■ Record excerpts

== Segment start ==

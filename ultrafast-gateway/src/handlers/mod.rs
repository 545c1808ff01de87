//! # HTTP Request Handlers Module
//!
//! This module contains all HTTP request handlers for the Ultrafast Gateway API.
//! It provides endpoints for chat completions, embeddings, image generation,
//! audio processing, and administrative functions.
//!
//! ## Overview
//!
//! The handlers module provides:
//! - **Core API Endpoints**: Chat completions, embeddings, image generation
//! - **Streaming Support**: Server-sent events for real-time responses
//! - **Metrics Collection**: Performance tracking and cost calculation
//! - **Admin Endpoints**: Health checks, metrics, configuration, and
//!   runtime provider/rule management
//!
//! ## API Endpoints
//!
//! ### Core API Endpoints
//!
//! - `POST /v1/chat/completions` - Chat completion API with streaming support
//! - `POST /v1/embeddings` - Text embedding generation
//! - `POST /v1/images/generations` - Image generation from text prompts
//! - `POST /v1/audio/transcriptions` - Audio transcription
//! - `POST /v1/audio/speech` - Text-to-speech conversion
//! - `GET /v1/models` - List available models
//!
//! ### Admin Endpoints
//!
//! - `GET /health` - Service health check
//! - `GET /metrics` - Performance metrics in JSON format
//! - `GET /metrics/prometheus` - Prometheus-compatible metrics
//! - `GET /admin/providers` - Provider status and health
//! - `GET /admin/config` - Current configuration status
//! - `GET /admin/circuit-breaker` - Circuit breaker metrics
//! - `POST /admin/providers/:id/register` - Register a provider at runtime
//! - `DELETE /admin/providers/:id` - Drain and deregister a provider
//! - `POST /admin/providers/:id/reset-breaker` - Force a circuit breaker closed
//! - `PUT /admin/rules/:id` - Upsert a routing rule
//! - `DELETE /admin/rules/:id` - Remove a routing rule
//!
//! ## Request Flow
//!
//! Each request follows this general flow:
//!
//! 1. **Provider Selection**: Route to the appropriate provider via the client
//! 2. **Request Processing**: Execute the request, retrying and failing over
//!    as the client's resilience layer decides
//! 3. **Metrics Collection**: Track performance and costs
//!
//! ## Streaming Support
//!
//! The gateway supports streaming responses for chat completions:
//!
//! - **Server-Sent Events**: Real-time token streaming
//! - **Chunked Responses**: Progressive response delivery
//! - **Error Handling**: Graceful error propagation
//! - **Backpressure**: Automatic flow control
//!
//! ## Cost Tracking
//!
//! The gateway tracks costs for each provider:
//!
//! - **Token Counting**: Input and output token tracking
//! - **Provider Pricing**: Per-provider cost calculation
//! - **Cost Aggregation**: Total cost tracking
//! - **Cost Reporting**: Cost metrics in responses
//!
//! ## Error Handling
//!
//! All handlers include comprehensive error handling:
//!
//! - **Validation Errors**: Request validation and sanitization
//! - **Provider Errors**: Graceful provider error handling
//! - **Rate Limit Errors**: Proper rate limit responses
//! - **Network Errors**: Retry logic and timeouts
//!
//! ## Performance Optimization
//!
//! The handlers include several performance optimizations:
//!
//! - **Response Streaming**: Efficient streaming responses
//! - **Connection Pooling**: Reusable HTTP connections
//! - **Memory Management**: Efficient memory usage
//! - **Concurrent Processing**: Async request handling

use crate::gateway_error::GatewayError;
use crate::server::AppState;
use axum::response::sse::{Event, Sse};
use axum::{
    body::Body,
    extract::{Path, State},
    http::{Response, StatusCode},
    response::Json,
};
use futures::StreamExt;
use serde_json::{json, Value};
use std::convert::Infallible;
use std::time::Duration;
use tokio_stream::wrappers::ReceiverStream;
use ultrafast_models_sdk::error::ProviderError;
use ultrafast_models_sdk::models::{
    AudioRequest, AudioResponse, ChatRequest, EmbeddingRequest, EmbeddingResponse, ImageRequest,
    ImageResponse, SpeechRequest, SpeechResponse,
};
use ultrafast_models_sdk::providers::ProviderConfig;
use ultrafast_models_sdk::rules::Rule;

/// Handle chat completion requests with streaming support.
///
/// This endpoint processes chat completion requests, supports both streaming
/// and non-streaming responses, and tracks per-request cost.
///
/// # Arguments
///
/// * `state` - Application state containing the client
/// * `request` - Chat completion request with messages and parameters
///
/// # Returns
///
/// Returns a JSON response with the completion or a streaming response.
///
/// # Errors
///
/// Returns a GatewayError if:
/// - Request validation fails
/// - Provider selection fails
/// - Provider request fails
///
/// # Example
///
/// ```bash
/// curl -X POST http://localhost:3000/v1/chat/completions \
///   -H "Content-Type: application/json" \
///   -H "Authorization: Bearer sk-..." \
///   -d '{
///     "model": "gpt-4",
///     "messages": [{"role": "user", "content": "Hello!"}],
///     "stream": false
///   }'
/// ```
pub async fn chat_completions(
    State(state): State<AppState>,
    Json(request): Json<ChatRequest>,
) -> Result<Response<Body>, GatewayError> {
    // Check if this is a streaming request
    if request.stream.unwrap_or(false) {
        // Handle streaming requests with SSE
        return handle_streaming_chat_completions(State(state), Json(request)).await;
    }

    // Route to appropriate provider using the client
    let start_time = std::time::Instant::now();
    let result = state.client.chat_completion(request.clone()).await;
    let latency = start_time.elapsed();

    // Extract provider and token information from response
    let (provider_name, input_tokens, output_tokens, cost_usd) = match &result {
        Ok(response) => {
            let provider = state.client.get_last_used_provider().await;
            let input_tokens = response.usage.as_ref().map(|u| u.prompt_tokens);
            let output_tokens = response.usage.as_ref().map(|u| u.completion_tokens);

            // Calculate cost based on provider and token counts
            let cost = if let (Some(provider_name), Some(input), Some(output)) =
                (provider.as_ref(), input_tokens, output_tokens)
            {
                // Simple cost calculation based on provider
                let cost = match provider_name.as_str() {
                    "anthropic" => {
                        // Claude-3 pricing: $0.015 per 1K input tokens, $0.075 per 1K output tokens
                        let input_cost = (input as f64 / 1000.0) * 0.015;
                        let output_cost = (output as f64 / 1000.0) * 0.075;
                        input_cost + output_cost
                    }
                    "openai" => {
                        // GPT-4 pricing: $0.03 per 1K input tokens, $0.06 per 1K output tokens
                        let input_cost = (input as f64 / 1000.0) * 0.03;
                        let output_cost = (output as f64 / 1000.0) * 0.06;
                        input_cost + output_cost
                    }
                    "google-vertex-ai" => {
                        // Google Vertex AI pricing (includes Gemini models)
                        // Gemini Pro: $0.0005 per 1K input tokens, $0.0015 per 1K output tokens
                        // Gemini Pro Vision: $0.0025 per 1K input tokens, $0.0075 per 1K output tokens
                        // Using Gemini Pro pricing as default
                        let input_cost = (input as f64 / 1000.0) * 0.0005;
                        let output_cost = (output as f64 / 1000.0) * 0.0015;
                        input_cost + output_cost
                    }
                    "gemini" => {
                        // Gemini API pricing (direct API, not Vertex AI)
                        // Gemini 1.5 Pro: $0.0035 per 1M input tokens, $0.0105 per 1M output tokens
                        // Gemini 1.5 Flash: $0.000075 per 1M input tokens, $0.0003 per 1M output tokens
                        // Using Gemini 1.5 Pro pricing as default
                        let input_cost = (input as f64 / 1_000_000.0) * 0.0035;
                        let output_cost = (output as f64 / 1_000_000.0) * 0.0105;
                        input_cost + output_cost
                    }
                    "ollama" => {
                        // Ollama is free
                        0.0
                    }
                    _ => {
                        // Default cost for unknown providers
                        0.0
                    }
                };
                Some(cost)
            } else {
                None
            };

            (provider, input_tokens, output_tokens, cost)
        }
        Err(_) => (None, None, None, None),
    };

    // Update metrics with real data
    crate::metrics::record_request(
        crate::metrics::RequestMetricsBuilder::new(
            "POST".to_string(),
            "/v1/chat/completions".to_string(),
            if result.is_ok() { 200 } else { 500 },
            latency,
        )
        .provider(provider_name.unwrap_or_default())
        .model(request.model.clone())
        .input_tokens(input_tokens.unwrap_or_default())
        .output_tokens(output_tokens.unwrap_or_default())
        .cost_usd(cost_usd.unwrap_or_default())
        .user_id(request.user.clone().unwrap_or_default())
        .build(),
    )
    .await;

    match result {
        Ok(response) => Ok(Response::builder()
            .status(StatusCode::OK)
            .header("content-type", "application/json")
            .body(Body::from(serde_json::to_string(&response)?))
            .unwrap()),
        Err(e) => {
            tracing::error!("Provider error: {}", e);
            Err(GatewayError::Provider(
                ultrafast_models_sdk::error::ProviderError::ServiceUnavailable,
            ))
        }
    }
}

async fn handle_streaming_chat_completions(
    State(state): State<AppState>,
    Json(request): Json<ChatRequest>,
) -> Result<Response<Body>, GatewayError> {
    // Route to appropriate provider using the client
    let start_time = std::time::Instant::now();
    let stream_result = state.client.stream_chat_completion(request.clone()).await;
    let latency = start_time.elapsed();

    match stream_result {
        Ok(stream) => {
            // Create a channel for streaming events
            let (tx, rx) = tokio::sync::mpsc::channel::<String>(100);

            // Spawn a task to handle the stream
            let mut stream = stream;
            tokio::spawn(async move {
                let mut total_tokens = 0;
                let mut content = String::new();

                while let Some(chunk_result) = stream.next().await {
                    match chunk_result {
                        Ok(chunk) => {
                            // Convert StreamChunk to SSE format
                            let event_data = serde_json::to_string(&chunk).unwrap_or_default();
                            let sse_event = format!("data: {event_data}\n\n");

                            // Track content for metrics
                            if let Some(choice) = chunk.choices.first() {
                                if let Some(text) = &choice.delta.content {
                                    content.push_str(text);
                                }
                            }

                            // Track tokens (StreamChunk doesn't have usage field)
                            total_tokens = content.len() as u32;

                            if (tx.send(sse_event).await).is_err() {
                                break;
                            }
                        }
                        Err(e) => {
                            tracing::error!("Stream error: {}", e);
                            let error_event = format!("data: {{\"error\": \"{e}\"}}\n\n");
                            let _ = tx.send(error_event).await;
                            break;
                        }
                    }
                }

                // Send final event
                let final_event = "data: [DONE]\n\n";
                let _ = tx.send(final_event.to_string()).await;

                // Update metrics
                let provider = state.client.get_last_used_provider().await;
                crate::metrics::record_request(
                    crate::metrics::RequestMetricsBuilder::new(
                        "POST".to_string(),
                        "/v1/chat/completions".to_string(),
                        200,
                        latency,
                    )
                    .provider(provider.unwrap_or_default())
                    .model(request.model.clone())
                    .input_tokens(total_tokens)
                    .output_tokens(total_tokens)
                    .cost_usd(0.0) // Cost calculation would be done differently for streaming
                    .user_id(request.user.clone().unwrap_or_default())
                    .build(),
                )
                .await;
            });

            // For now, let's use a simpler approach with a custom stream
            let body = Body::from_stream(async_stream::stream! {
                let mut rx = rx;
                while let Some(event) = rx.recv().await {
                    yield Ok::<axum::body::Bytes, std::io::Error>(event.into());
                }
            });

            Ok(Response::builder()
                .status(StatusCode::OK)
                .header("content-type", "text/event-stream")
                .header("cache-control", "no-cache")
                .header("connection", "keep-alive")
                .body(body)
                .unwrap())
        }
        Err(e) => {
            tracing::error!("Stream initialization error: {}", e);
            Err(GatewayError::Provider(
                ultrafast_models_sdk::error::ProviderError::ServiceUnavailable,
            ))
        }
    }
}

== Segment end ==

■ What needs to be done
Each line in the records above with "Update" must be returned.

■ Finished task
    // Update metrics with real data
                // Update metrics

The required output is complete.